Explaining company plans to a team of farmers from Eastern province, CARG Director (Human Capital, Youth Development and Rural Network) Dr. Sunil Jayantha Nawaratne said, enhancing youth skills, reducing regional disparity and cost of living are the company’s main objectives.
“Five years ago, we bought 2 tons of agro products daily which has increased to 50 tons. All these products are grown locally and farmers are ensured of a selling price which is 10 - 20 per cent higher than the rest. In return, this move has enabled us to provide quality vegetables and fruits at a cheaper price to our consumers,” he pointed-out.
CARG intends setting up two super market outlets in Trincomallee, followed by four in Batticloa and Ampara Districts.

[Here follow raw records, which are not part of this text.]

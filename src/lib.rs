//! PromoScrape - promotional-campaign scraping and job orchestration.
//!
//! Submits scrape jobs for retailer campaign pages, fans large campaigns out
//! into per-subcategory child jobs, aggregates their results, and serves
//! repeat requests from a TTL cache backed by file storage.

pub mod cache;
pub mod cli;
pub mod config;
pub mod error;
pub mod models;
pub mod orchestrator;
pub mod scheduler;
pub mod scrapers;
pub mod storage;
pub mod utils;

pub use error::{Result, ScrapeError};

“The new outlets are expected to open in the coming months. So we are looking at developing a strong supply chain. Forty five farmers from East, West and the North Central Province participated in the educational and familiarisation tour that enabled to experience farming conditions in areas such as Thambuttegama and Norochcholai. They also witnessed vegetable sorting processes at collection centres. This is a very good experience for them and they have shown an interest to develop farm lands using cultivation methods and technology, witnessed during study tour. Most importantly these participants would ultimately become suppliers to Cargills,” explained CARG Deputy General Manager (Agri Biz) Haridas Fernando.
CARG recorded a 27.1 per cent increase in its turnover (from Rs. 14.1 million to Rs. 17.9 million) during the FY 2007. Profits before tax has been Rs. 394.9 million and the group profits after tax attributable to the shareholders was Rs. 262 million, which is an increase of 62 per cent over the previous year’s Rs. 162 million during this period.